▸ **TASK TO COMPLETE**
Exactly as written, restate the material below from its first line through the line containing "algorithms consume it.", and stop there.

[[ SUPPLIED DATA, beginning ]]

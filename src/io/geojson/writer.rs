use geozero::ToJson;

use crate::engine::NativeGeometry;
use crate::error::{GeoHandleError, Result};

/// Render `geom` as a GeoJSON geometry object.
pub fn write_geojson(geom: &NativeGeometry) -> Result<String> {
    geom.to_json()
        .map_err(|err| GeoHandleError::Engine(err.to_string()))
}

#[cfg(test)]
mod test {
    use super::*;
    use crate::io::geojson::read_geojson;
    use crate::io::wkt::read_wkt;
    use crate::test::polygon;

    #[test]
    fn write_then_read() {
        let (geom, _) = read_wkt(polygon::WITH_HOLE).unwrap();
        let json = write_geojson(&geom).unwrap();
        let value: serde_json::Value = serde_json::from_str(&json).unwrap();
        assert_eq!(value["type"], "Polygon");
        assert_eq!(read_geojson(&json).unwrap(), geom);
    }
}
use crate::coord::{Coord, CoordBuffer};
use crate::datatypes::{Dimension, GeometryType};

/// A detached geometry tree.
///
/// This is the value form of what the arena stores as linked nodes: parsers produce it,
/// renderers and algorithms consume it.
#[derive(Debug, Clone, PartialEq)]
pub enum NativeGeometry {
    /// Zero or one coordinate.
    Point(CoordBuffer),
    LineString(CoordBuffer),
    LinearRing(CoordBuffer),
    /// Shell followed by holes. No rings means an empty polygon.
    Polygon(Vec<CoordBuffer>),
    MultiPoint(Vec<NativeGeometry>),
    MultiLineString(Vec<NativeGeometry>),
    MultiPolygon(Vec<NativeGeometry>),
    GeometryCollection(Vec<NativeGeometry>),
}

impl NativeGeometry {
    pub fn empty(geom_type: GeometryType, dim: Dimension) -> Self {
        use GeometryType::*;
        match geom_type {
            Point => NativeGeometry::Point(CoordBuffer::new(dim)),
            LineString => NativeGeometry::LineString(CoordBuffer::new(dim)),
            LinearRing => NativeGeometry::LinearRing(CoordBuffer::new(dim)),
            Polygon => NativeGeometry::Polygon(vec![]),
            MultiPoint => NativeGeometry::MultiPoint(vec![]),
            MultiLineString => NativeGeometry::MultiLineString(vec![]),
            MultiPolygon => NativeGeometry::MultiPolygon(vec![]),
            GeometryCollection => NativeGeometry::GeometryCollection(vec![]),
        }
    }

    pub fn point(coord: Coord) -> Self {
        // A single coordinate always fits a buffer of its own dimension.
        let mut buffer = CoordBuffer::with_capacity(coord.dim(), 1);
        let _ = buffer.push_coord(coord);
        NativeGeometry::Point(buffer)
    }

    pub fn geometry_type(&self) -> GeometryType {
        match self {
            NativeGeometry::Point(_) => GeometryType::Point,
            NativeGeometry::LineString(_) => GeometryType::LineString,
            NativeGeometry::LinearRing(_) => GeometryType::LinearRing,
            NativeGeometry::Polygon(_) => GeometryType::Polygon,
            NativeGeometry::MultiPoint(_) => GeometryType::MultiPoint,
            NativeGeometry::MultiLineString(_) => GeometryType::MultiLineString,
            NativeGeometry::MultiPolygon(_) => GeometryType::MultiPolygon,
            NativeGeometry::GeometryCollection(_) => GeometryType::GeometryCollection,
        }
    }

    /// The coordinate dimension, taken from the first coordinate buffer found.
    pub fn dim(&self) -> Dimension {
        match self {
            NativeGeometry::Point(c) | NativeGeometry::LineString(c) | NativeGeometry::LinearRing(c) => {
                c.dim()
            }
            NativeGeometry::Polygon(rings) => rings.first().map(|r| r.dim()).unwrap_or_default(),
            NativeGeometry::MultiPoint(parts)
            | NativeGeometry::MultiLineString(parts)
            | NativeGeometry::MultiPolygon(parts)
            | NativeGeometry::GeometryCollection(parts) => parts
                .iter()
                .find(|p| !p.is_empty())
                .map(|p| p.dim())
                .unwrap_or_default(),
        }
    }

    pub fn is_empty(&self) -> bool {
        match self {
            NativeGeometry::Point(c) | NativeGeometry::LineString(c) | NativeGeometry::LinearRing(c) => {
                c.is_empty()
            }
            NativeGeometry::Polygon(rings) => rings.first().map_or(true, |r| r.is_empty()),
            NativeGeometry::MultiPoint(parts)
            | NativeGeometry::MultiLineString(parts)
            | NativeGeometry::MultiPolygon(parts)
            | NativeGeometry::GeometryCollection(parts) => parts.iter().all(|p| p.is_empty()),
        }
    }

    pub fn num_coords(&self) -> usize {
        match self {
            NativeGeometry::Point(c) | NativeGeometry::LineString(c) | NativeGeometry::LinearRing(c) => {
                c.len()
            }
            NativeGeometry::Polygon(rings) => rings.iter().map(|r| r.len()).sum(),
            NativeGeometry::MultiPoint(parts)
            | NativeGeometry::MultiLineString(parts)
            | NativeGeometry::MultiPolygon(parts)
            | NativeGeometry::GeometryCollection(parts) => {
                parts.iter().map(|p| p.num_coords()).sum()
            }
        }
    }

    /// Every coordinate of the tree, in storage order.
    pub fn coords(&self) -> Vec<Coord> {
        let mut out = Vec::with_capacity(self.num_coords());
        self.collect_coords(&mut out);
        out
    }

    fn collect_coords(&self, out: &mut Vec<Coord>) {
        match self {
            NativeGeometry::Point(c) | NativeGeometry::LineString(c) | NativeGeometry::LinearRing(c) => {
                out.extend(c.iter())
            }
            NativeGeometry::Polygon(rings) => rings.iter().for_each(|r| out.extend(r.iter())),
            NativeGeometry::MultiPoint(parts)
            | NativeGeometry::MultiLineString(parts)
            | NativeGeometry::MultiPolygon(parts)
            | NativeGeometry::GeometryCollection(parts) => {
                parts.iter().for_each(|p| p.collect_coords(out))
            }
        }
    }

    /// Structural equality of coordinates within `tolerance`, ordinate by ordinate.
    pub fn equals_exact(&self, other: &NativeGeometry, tolerance: f64) -> bool {
        fn buffers(a: &CoordBuffer, b: &CoordBuffer, tolerance: f64) -> bool {
            a.len() == b.len()
                && a
                    .iter()
                    .zip(b.iter())
                    .all(|(ca, cb)| ca.approx_eq(&cb, tolerance))
        }

        use NativeGeometry::*;
        match (self, other) {
            (Point(a), Point(b)) | (LineString(a), LineString(b)) | (LinearRing(a), LinearRing(b)) => {
                buffers(a, b, tolerance)
            }
            (Polygon(a), Polygon(b)) => {
                a.len() == b.len() && a.iter().zip(b).all(|(ra, rb)| buffers(ra, rb, tolerance))
            }
            (MultiPoint(a), MultiPoint(b))
            | (MultiLineString(a), MultiLineString(b))
            | (MultiPolygon(a), MultiPolygon(b))
            | (GeometryCollection(a), GeometryCollection(b)) => {
                a.len() == b.len()
                    && a.iter().zip(b).all(|(pa, pb)| pa.equals_exact(pb, tolerance))
            }
            _ => false,
        }
    }
}
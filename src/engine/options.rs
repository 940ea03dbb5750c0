use serde::{Deserialize, Serialize};

use crate::error::Result;
use crate::io::wkb::Endianness;

/// Options of a thread's engine.
#[derive(Debug, Clone, PartialEq, Serialize, Deserialize)]
#[serde(default)]
pub struct EngineOptions {
    /// Byte order of WKB and HEX output.
    pub wkb_byte_order: Endianness,

    /// Whether HEX output uses uppercase digits.
    pub hex_uppercase: bool,

    /// Segments per quarter circle used by `buffer_default`.
    pub default_quadrant_segments: i32,
}

impl Default for EngineOptions {
    fn default() -> Self {
        Self {
            wkb_byte_order: Endianness::LittleEndian,
            hex_uppercase: true,
            default_quadrant_segments: 8,
        }
    }
}

impl EngineOptions {
    /// Parse options from a JSON object. Missing keys take their default value.
    pub fn from_json(json: &str) -> Result<Self> {
        Ok(serde_json::from_str(json)?)
    }

    pub fn to_json(&self) -> Result<String> {
        Ok(serde_json::to_string(self)?)
    }
}

#[cfg(test)]
mod test {
    use super::*;

    #[test]
    fn partial_json() {
        let options = EngineOptions::from_json(r#"{"wkb_byte_order": "BigEndian"}"#).unwrap();
        assert_eq!(options.wkb_byte_order, Endianness::BigEndian);
        assert!(options.hex_uppercase);
        assert_eq!(options.default_quadrant_segments, 8);
    }

    #[test]
    fn json_round_trip() {
        let options = EngineOptions {
            hex_uppercase: false,
            default_quadrant_segments: 4,
            ..Default::default()
        };
        let json = options.to_json().unwrap();
        assert_eq!(EngineOptions::from_json(&json).unwrap(), options);
    }

    #[test]
    fn bad_json() {
        assert!(EngineOptions::from_json("{").is_err());
    }
}
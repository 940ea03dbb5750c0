//! Coordinates and coordinate storage.
//!
//! A [Coord] is a single 2D or 3D position. A [CoordBuffer] stores the ordinates of a run of
//! coordinates _interleaved_ in one `Vec<f64>` (`x0, y0[, z0], x1, y1[, z1], ...`).

pub mod interleaved;
pub mod scalar;

pub use interleaved::CoordBuffer;
pub use scalar::Coord;
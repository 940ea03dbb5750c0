//! Implements the geometry traits of [`geozero`](https://docs.rs/geozero) for the native
//! geometry tree, in both directions.

mod builder;
mod geometry;

pub use builder::{NativeGeometryBuilder, ToNativeGeometry};
use crate::coord::Coord;
use crate::datatypes::Dimension;
use crate::error::{GeoHandleError, Result};

/// The ordinates of a run of coordinates stored interleaved in a single buffer.
///
/// Every coordinate in a buffer has the same [Dimension].
#[derive(Debug, Clone, PartialEq, Default)]
pub struct CoordBuffer {
    dim: Dimension,
    coords: Vec<f64>,
}

impl CoordBuffer {
    pub fn new(dim: Dimension) -> Self {
        Self::with_capacity(dim, 0)
    }

    pub fn with_capacity(dim: Dimension, capacity: usize) -> Self {
        Self {
            dim,
            coords: Vec::with_capacity(capacity * dim.size()),
        }
    }

    /// Build a buffer from coordinates.
    ///
    /// The dimension is taken from the first coordinate; an empty input gives an empty 2D
    /// buffer. Mixing 2D and 3D coordinates is a [GeoHandleError::Type].
    pub fn try_from_coords(coords: impl IntoIterator<Item = Coord>) -> Result<Self> {
        let mut coords = coords.into_iter().peekable();
        let dim = coords.peek().map(|c| c.dim()).unwrap_or_default();
        let mut buffer = Self::with_capacity(dim, coords.size_hint().0);
        for coord in coords {
            buffer.push_coord(coord)?;
        }
        Ok(buffer)
    }

    pub fn dim(&self) -> Dimension {
        self.dim
    }

    pub fn len(&self) -> usize {
        self.coords.len() / self.dim.size()
    }

    pub fn is_empty(&self) -> bool {
        self.coords.is_empty()
    }

    pub fn push_coord(&mut self, coord: Coord) -> Result<()> {
        self.check_dim(&coord)?;
        self.coords.push(coord.x);
        self.coords.push(coord.y);
        if let Some(z) = coord.z {
            self.coords.push(z);
        }
        Ok(())
    }

    /// Push an xy position, padding with `z = 0` when this buffer is 3D.
    pub(crate) fn push_xy(&mut self, x: f64, y: f64) {
        self.coords.push(x);
        self.coords.push(y);
        if self.dim.has_z() {
            self.coords.push(0.0);
        }
    }

    pub fn get(&self, i: usize) -> Option<Coord> {
        if i >= self.len() {
            return None;
        }
        let size = self.dim.size();
        let c = &self.coords[i * size..(i + 1) * size];
        Some(Coord {
            x: c[0],
            y: c[1],
            z: c.get(2).copied(),
        })
    }

    /// Overwrite the `i`th coordinate. The buffer is left unchanged on error.
    pub fn set(&mut self, i: usize, coord: Coord) -> Result<()> {
        if i >= self.len() {
            return Err(GeoHandleError::index(i, self.len()));
        }
        self.check_dim(&coord)?;
        let size = self.dim.size();
        let slot = &mut self.coords[i * size..(i + 1) * size];
        slot[0] = coord.x;
        slot[1] = coord.y;
        if let Some(z) = coord.z {
            slot[2] = z;
        }
        Ok(())
    }

    /// Overwrite a single ordinate (0 = x, 1 = y, 2 = z) of the `i`th coordinate.
    pub fn set_ordinate(&mut self, i: usize, ordinate: usize, value: f64) -> Result<()> {
        if i >= self.len() {
            return Err(GeoHandleError::index(i, self.len()));
        }
        if ordinate >= self.dim.size() {
            return Err(GeoHandleError::Type(format!(
                "cannot set ordinate {ordinate} of a {}D coordinate",
                self.dim.size()
            )));
        }
        self.coords[i * self.dim.size() + ordinate] = value;
        Ok(())
    }

    pub fn iter(&self) -> impl Iterator<Item = Coord> + '_ {
        (0..self.len()).filter_map(|i| self.get(i))
    }

    pub fn first(&self) -> Option<Coord> {
        self.get(0)
    }

    pub fn last(&self) -> Option<Coord> {
        self.len().checked_sub(1).and_then(|i| self.get(i))
    }

    /// Whether the first and last coordinates are equal. Empty buffers are not closed.
    pub fn is_closed(&self) -> bool {
        match (self.first(), self.last()) {
            (Some(first), Some(last)) => first == last,
            _ => false,
        }
    }

    pub fn to_geo(&self) -> Vec<geo::Coord> {
        self.iter().map(geo::Coord::from).collect()
    }

    fn check_dim(&self, coord: &Coord) -> Result<()> {
        if coord.dim() != self.dim {
            return Err(GeoHandleError::Type(format!(
                "expected a {}D coordinate, got {}D",
                self.dim.size(),
                coord.dim().size()
            )));
        }
        Ok(())
    }
}

impl From<&[geo::Coord]> for CoordBuffer {
    fn from(value: &[geo::Coord]) -> Self {
        let mut buffer = Self::with_capacity(Dimension::XY, value.len());
        value.iter().for_each(|c| buffer.push_xy(c.x, c.y));
        buffer
    }
}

[[ SUPPLIED DATA, end ]]

▸ **TASK ANSWER**
filename src/io/geojson/writer.rs
use geozero::ToJson;

use crate::engine::NativeGeometry;
use crate::error::{GeoHandleError, Result};

/// Render `geom` as a GeoJSON geometry object.
pub fn write_geojson(geom: &NativeGeometry) -> Result<String> {
    geom.to_json()
        .map_err(|err| GeoHandleError::Engine(err.to_string()))
}

#[cfg(test)]
mod test {
    use super::*;
    use crate::io::geojson::read_geojson;
    use crate::io::wkt::read_wkt;
    use crate::test::polygon;

    #[test]
    fn write_then_read() {
        let (geom, _) = read_wkt(polygon::WITH_HOLE).unwrap();
        let json = write_geojson(&geom).unwrap();
        let value: serde_json::Value = serde_json::from_str(&json).unwrap();
        assert_eq!(value["type"], "Polygon");
        assert_eq!(read_geojson(&json).unwrap(), geom);
    }
}
use crate::coord::{Coord, CoordBuffer};
use crate::datatypes::{Dimension, GeometryType};

/// A detached geometry tree.
///
/// This is the value form of what the arena stores as linked nodes: parsers produce it,
/// renderers and algorithms consume it.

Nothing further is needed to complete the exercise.